use tokio::net::TcpListener;
use tracing::info;
use tracing_subscriber::EnvFilter;

#[tokio::main]
async fn main() -> Result<(), std::io::Error> {
    tracing_subscriber::fmt()
        .with_env_filter(EnvFilter::try_from_default_env().unwrap_or_else(|_| EnvFilter::new("info")))
        .init();

    let port = std::env::var("PORT").unwrap_or_else(|_| "3000".to_string());
    let allowed_origins: Vec<String> = std::env::var("ALLOWED_ORIGINS")
        .unwrap_or_else(|_| "https://cache.example".to_string())
        .split(',')
        .map(|origin| origin.trim().to_string())
        .filter(|origin| !origin.is_empty())
        .collect();

    let addr = format!("127.0.0.1:{port}");
    let listener = TcpListener::bind(&addr).await?;
    info!(%addr, ?allowed_origins, "listening");
    mock_server::run(listener, allowed_origins).await
}
//! Client configuration and the per-client environment derived from it.
//!
//! # Design
//! `ClientConfig` is plain serde data so hosts can ship it as JSON or build it
//! from environment variables. It is validated exactly once, by
//! [`Environment::from_config`]. The resulting `Environment` is immutable for
//! the life of the client: the caller location, its [`OriginToken`], and
//! whether the host is a single addressable document (which gates
//! interception).

use std::fmt;

use serde::Deserialize;
use url::{Origin, Url};

use crate::error::ConfigError;

pub const DEFAULT_SOURCE_ORIGIN_PARAM: &str = "__source_origin";
pub const DEFAULT_ALLOW_SOURCE_ORIGIN_HEADER: &str = "allow-source-origin";

/// Host-supplied configuration, read once at client construction.
#[derive(Debug, Clone, Deserialize)]
#[serde(deny_unknown_fields)]
pub struct ClientConfig {
    /// URL of the document issuing requests.
    pub location: String,
    #[serde(default = "default_true")]
    pub single_document: bool,
    #[serde(default = "default_param")]
    pub source_origin_param: String,
    #[serde(default = "default_header")]
    pub allow_source_origin_header: String,
}

fn default_true() -> bool {
    true
}

fn default_param() -> String {
    DEFAULT_SOURCE_ORIGIN_PARAM.to_string()
}

fn default_header() -> String {
    DEFAULT_ALLOW_SOURCE_ORIGIN_HEADER.to_string()
}

impl ClientConfig {
    pub fn new(location: impl Into<String>) -> Self {
        Self {
            location: location.into(),
            single_document: true,
            source_origin_param: default_param(),
            allow_source_origin_header: default_header(),
        }
    }

    pub fn single_document(mut self, single_document: bool) -> Self {
        self.single_document = single_document;
        self
    }

    pub fn from_json(raw: &str) -> Result<Self, ConfigError> {
        serde_json::from_str(raw).map_err(|e| ConfigError::Malformed(e.to_string()))
    }

    /// Read `XHR_LOCATION` (required) and `XHR_SINGLE_DOCUMENT` (optional,
    /// `true`/`false`).
    pub fn from_env() -> Result<Self, ConfigError> {
        Self::from_lookup(|key| std::env::var(key).ok())
    }

    fn from_lookup(lookup: impl Fn(&str) -> Option<String>) -> Result<Self, ConfigError> {
        let location = lookup("XHR_LOCATION").ok_or(ConfigError::MissingVar("XHR_LOCATION"))?;
        let mut config = Self::new(location);
        if let Some(raw) = lookup("XHR_SINGLE_DOCUMENT") {
            config.single_document = raw.parse().map_err(|_| {
                ConfigError::Malformed(format!("XHR_SINGLE_DOCUMENT must be true or false, got {raw:?}"))
            })?;
        }
        Ok(config)
    }
}

/// Opaque token identifying the calling origin: the ASCII serialization of
/// the location's scheme, host, and port.
#[derive(Debug, Clone, PartialEq, Eq, Hash)]
pub struct OriginToken(String);

impl OriginToken {
    pub fn as_str(&self) -> &str {
        &self.0
    }
}

impl fmt::Display for OriginToken {
    fn fmt(&self, f: &mut fmt::Formatter<'_>) -> fmt::Result {
        f.write_str(&self.0)
    }
}

/// Immutable per-client view of the hosting environment.
#[derive(Debug, Clone)]
pub struct Environment {
    location: Url,
    origin: Origin,
    token: OriginToken,
    single_document: bool,
    source_origin_param: String,
    allow_source_origin_header: String,
}

impl Environment {
    pub fn from_config(config: &ClientConfig) -> Result<Self, ConfigError> {
        let invalid = |reason: String| ConfigError::InvalidLocation {
            location: config.location.clone(),
            reason,
        };
        let location = Url::parse(&config.location).map_err(|e| invalid(e.to_string()))?;
        let origin = location.origin();
        if !origin.is_tuple() {
            return Err(invalid("location has an opaque origin".to_string()));
        }
        if config.source_origin_param.is_empty() {
            return Err(ConfigError::Malformed("source_origin_param is empty".to_string()));
        }
        http::HeaderName::from_bytes(config.allow_source_origin_header.as_bytes()).map_err(|_| {
            ConfigError::Malformed(format!(
                "{:?} is not a valid header name",
                config.allow_source_origin_header
            ))
        })?;
        let token = OriginToken(origin.ascii_serialization());
        Ok(Self {
            location,
            origin,
            token,
            single_document: config.single_document,
            source_origin_param: config.source_origin_param.clone(),
            allow_source_origin_header: config.allow_source_origin_header.to_ascii_lowercase(),
        })
    }

    pub fn location(&self) -> &Url {
        &self.location
    }

    pub fn origin_token(&self) -> &OriginToken {
        &self.token
    }

    /// Whether the host is a single addressable document. Interception is
    /// only attempted when it is.
    pub fn is_single_document(&self) -> bool {
        self.single_document
    }

    pub fn source_origin_param(&self) -> &str {
        &self.source_origin_param
    }

    pub fn allow_source_origin_header(&self) -> &str {
        &self.allow_source_origin_header
    }

    pub fn is_same_origin(&self, url: &Url) -> bool {
        url.origin() == self.origin
    }
}
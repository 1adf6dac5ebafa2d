//! Error types for the fetch pipeline.
//!
//! # Design
//! Inside the pipeline, failures are kept apart by stage in [`FetchError`]:
//! bad options, transport rejection, missing origin proof, and non-success
//! status. None of these reach the caller directly. The client boundary folds
//! every one of them into a single [`XhrError`] that names the target origin
//! (never the full URL, which may carry tokens in its query) and keeps the
//! underlying message. An `HttpError` response survives the fold so callers can
//! still inspect status and body.

use thiserror::Error;

use crate::http::Response;

/// Category tag attached to every caller-facing error.
pub const XHR_ERROR_CATEGORY: &str = "XHR";

/// A transport-level rejection: network, DNS, or a response that could not be
/// read. Not retried and not classified.
#[derive(Debug, Error)]
#[error("{transport} transport failed: {message}")]
pub struct TransportError {
    pub transport: &'static str,
    pub message: String,
}

impl TransportError {
    pub fn new(transport: &'static str, message: impl Into<String>) -> Self {
        Self {
            transport,
            message: message.into(),
        }
    }
}

/// Stage-specific failures produced between normalization and verification.
#[derive(Debug, Error)]
pub enum FetchError {
    /// Contradictory or malformed request options. Detected before dispatch;
    /// never reaches a transport.
    #[error("invalid request configuration: {0}")]
    InvalidConfiguration(String),

    #[error(transparent)]
    TransportFailure(#[from] TransportError),

    /// The response did not carry the expected source-origin proof.
    #[error(
        "response from {target_origin} must carry an allow-source-origin header matching the current origin"
    )]
    CorsVerificationFailed { target_origin: String },

    /// Non-2xx status while failures were not allowed. Keeps the response.
    #[error("HTTP error {status}")]
    HttpError { status: u16, response: Box<Response> },
}

impl FetchError {
    pub(crate) fn invalid(message: impl Into<String>) -> Self {
        FetchError::InvalidConfiguration(message.into())
    }
}

/// Errors raised while turning a `ClientConfig` into an `Environment`.
#[derive(Debug, Error)]
pub enum ConfigError {
    #[error("invalid location {location:?}: {reason}")]
    InvalidLocation { location: String, reason: String },

    #[error("malformed client configuration: {0}")]
    Malformed(String),

    #[error("missing environment variable {0}")]
    MissingVar(&'static str),

    #[error(transparent)]
    Transport(#[from] TransportError),
}

/// The one error type callers of `XhrClient` ever see.
#[derive(Debug, Error)]
#[error("{category}: Failed fetching ({target_origin}/...): {message}")]
pub struct XhrError {
    category: &'static str,
    target_origin: String,
    message: String,
    response: Option<Box<Response>>,
}

impl XhrError {
    /// Wrap a pipeline failure for `target_origin`.
    pub fn wrap(target_origin: impl Into<String>, error: FetchError) -> Self {
        let message = error.to_string();
        let response = match error {
            FetchError::HttpError { response, .. } => Some(response),
            _ => None,
        };
        Self {
            category: XHR_ERROR_CATEGORY,
            target_origin: target_origin.into(),
            message,
            response,
        }
    }

    pub fn category(&self) -> &'static str {
        self.category
    }

    pub fn target_origin(&self) -> &str {
        &self.target_origin
    }

    pub fn message(&self) -> &str {
        &self.message
    }

    /// The failed response, present only for non-success statuses.
    pub fn response(&self) -> Option<&Response> {
        self.response.as_deref()
    }

    pub fn into_response(self) -> Option<Response> {
        self.response.map(|r| *r)
    }
}
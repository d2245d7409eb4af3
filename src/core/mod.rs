pub mod codes;
pub mod login;
pub mod signup;
pub mod tasks;
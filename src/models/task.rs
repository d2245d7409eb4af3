use chrono::Utc;
use serde::Serialize;

pub const UNKNOWN_ASSIGNEE: &str = "Unknown";

#[derive(Debug, Clone, Serialize)]
pub struct Task {
    pub id: i64,
    pub title: String,
    pub description: String,
    pub assigned_to: String, // weak reference to users.id, kept as text
    pub completed: bool,     // ⇔ tasks.completed (INT 0/1)
    pub created_at: String,  // ⇔ tasks.created_at (TEXT, ISO8601)
}

/// Task enriched with the assignee's display name, for the full listing.
/// A dangling `assigned_to` resolves to [`UNKNOWN_ASSIGNEE`].
#[derive(Debug, Clone, Serialize)]
pub struct TaskWithAssignee {
    #[serde(flatten)]
    pub task: Task,
    pub assigned_to_name: String,
}

impl Task {
    /// Constructor for tasks created from the CLI.
    /// - `completed` starts false
    /// - `created_at` = now() in ISO8601
    pub fn new(title: &str, description: &str, assigned_to: &str) -> Self {
        Self {
            id: 0,
            title: title.to_string(),
            description: description.to_string(),
            assigned_to: assigned_to.to_string(),
            completed: false,
            created_at: Utc::now().to_rfc3339(),
        }
    }

    pub fn status_str(&self) -> &'static str {
        if self.completed { "done" } else { "open" }
    }
}
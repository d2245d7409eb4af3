use crate::config::Config;
use crate::errors::AppResult;

use crate::cli::parser::Cli;
use crate::db::initialize::init_db;
use rusqlite::Connection;

/// Handle the `init` command
///
/// This initializes:
///  - the config directory (if missing)
///  - the configuration file
///  - the SQLite database (prod or test mode)
///  - all pending DB migrations
pub fn handle(cli: &Cli) -> AppResult<()> {
    if let Some(custom) = &cli.db {
        Config::init_all(Some(custom.clone()), cli.test)?;
    } else {
        Config::init_all(None, cli.test)?;
    }

    // In test mode the config file is not written, so resolve the DB
    // path from the CLI override instead of the (possibly stale) config.
    let db_path = match &cli.db {
        Some(custom) => custom.clone(),
        None => Config::load().database,
    };

    println!("⚙️  Initializing shopfloor…");
    if !cli.test {
        println!("📄 Config file : {}", Config::config_file().display());
    }
    println!("🗄️  Database   : {}", &db_path);

    let conn = Connection::open(&db_path)?;
    init_db(&conn)?;

    println!("✅ Database initialized at {}", &db_path);
    Ok(())
}
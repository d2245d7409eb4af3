//! Task creation, listing and completion.

use crate::db::pool::DbPool;
use crate::db::{tasks, users};
use crate::errors::{AppError, AppResult};
use crate::models::task::{Task, TaskWithAssignee, UNKNOWN_ASSIGNEE};

pub struct TaskLogic;

impl TaskLogic {
    /// Create a task and return its id. The assignee is not checked for
    /// existence: `assigned_to` is a weak reference and any string is
    /// accepted.
    pub fn create(
        pool: &mut DbPool,
        title: &str,
        description: &str,
        assigned_to: &str,
    ) -> AppResult<i64> {
        let task = Task::new(title, description, assigned_to);
        let id = tasks::insert_task(&pool.conn, &task)?;
        Ok(id)
    }

    /// All tasks, each enriched with the assignee's display name.
    /// A dangling or non-numeric reference resolves to "Unknown"; one
    /// failed lookup never fails the whole listing.
    pub fn list_all(pool: &mut DbPool) -> AppResult<Vec<TaskWithAssignee>> {
        let all = tasks::list_all(&pool.conn)?;

        let mut out = Vec::with_capacity(all.len());
        for task in all {
            let assigned_to_name = resolve_assignee_name(pool, &task.assigned_to);
            out.push(TaskWithAssignee {
                task,
                assigned_to_name,
            });
        }
        Ok(out)
    }

    /// One worker's tasks, exact match on `assigned_to`, no enrichment.
    pub fn list_for(pool: &mut DbPool, assigned_to: &str) -> AppResult<Vec<Task>> {
        Ok(tasks::list_by_assignee(&pool.conn, assigned_to)?)
    }

    /// Flip the completion flag. Idempotent; `TaskNotFound` when the id
    /// matches no row.
    pub fn set_completion(pool: &mut DbPool, task_id: i64, completed: bool) -> AppResult<()> {
        let matched = tasks::set_completion(&pool.conn, task_id, completed)?;
        if matched == 0 {
            return Err(AppError::TaskNotFound(task_id));
        }
        Ok(())
    }
}

fn resolve_assignee_name(pool: &DbPool, assigned_to: &str) -> String {
    let Ok(id) = assigned_to.parse::<i64>() else {
        return UNKNOWN_ASSIGNEE.to_string();
    };
    match users::find_by_id(&pool.conn, id) {
        Ok(Some(account)) => account.username,
        _ => UNKNOWN_ASSIGNEE.to_string(),
    }
}
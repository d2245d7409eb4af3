use crate::models::task::Task;
use rusqlite::{Connection, Result, Row, params};

pub fn map_row(row: &Row) -> Result<Task> {
    Ok(Task {
        id: row.get("id")?,
        title: row.get("title")?,
        description: row.get("description")?,
        assigned_to: row.get("assigned_to")?,
        completed: row.get::<_, i64>("completed")? != 0,
        created_at: row.get("created_at")?,
    })
}

/// Insert a task. Returns the new task id.
pub fn insert_task(conn: &Connection, task: &Task) -> Result<i64> {
    conn.execute(
        "INSERT INTO tasks (title, description, assigned_to, completed, created_at)
         VALUES (?1, ?2, ?3, ?4, ?5)",
        params![
            task.title,
            task.description,
            task.assigned_to,
            task.completed as i64,
            task.created_at,
        ],
    )?;
    Ok(conn.last_insert_rowid())
}

pub fn list_all(conn: &Connection) -> Result<Vec<Task>> {
    let mut stmt = conn.prepare_cached(
        "SELECT id, title, description, assigned_to, completed, created_at
         FROM tasks ORDER BY id ASC",
    )?;
    let rows = stmt.query_map([], map_row)?;

    rows.collect::<Result<Vec<_>, _>>()
}

/// Tasks for one assignee, exact string match on `assigned_to`.
pub fn list_by_assignee(conn: &Connection, assigned_to: &str) -> Result<Vec<Task>> {
    let mut stmt = conn.prepare_cached(
        "SELECT id, title, description, assigned_to, completed, created_at
         FROM tasks WHERE assigned_to = ?1 ORDER BY id ASC",
    )?;
    let rows = stmt.query_map([assigned_to], map_row)?;

    rows.collect::<Result<Vec<_>, _>>()
}

pub fn find_by_id(conn: &Connection, id: i64) -> Result<Option<Task>> {
    let mut stmt = conn.prepare_cached(
        "SELECT id, title, description, assigned_to, completed, created_at
         FROM tasks WHERE id = ?1",
    )?;
    match stmt.query_row([id], map_row) {
        Ok(t) => Ok(Some(t)),
        Err(rusqlite::Error::QueryReturnedNoRows) => Ok(None),
        Err(e) => Err(e),
    }
}

/// Update only the `completed` flag. Returns the number of matched rows
/// so callers can distinguish "updated" from "no such task".
pub fn set_completion(conn: &Connection, id: i64, completed: bool) -> Result<usize> {
    conn.execute(
        "UPDATE tasks SET completed = ?1 WHERE id = ?2",
        params![completed as i64, id],
    )
}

*PROBLEM TO WORK ON*:
Find each line above with the string "description", then report how many there are. Write only the number.

*RESPONSE TO THIS EXERCISE*:
11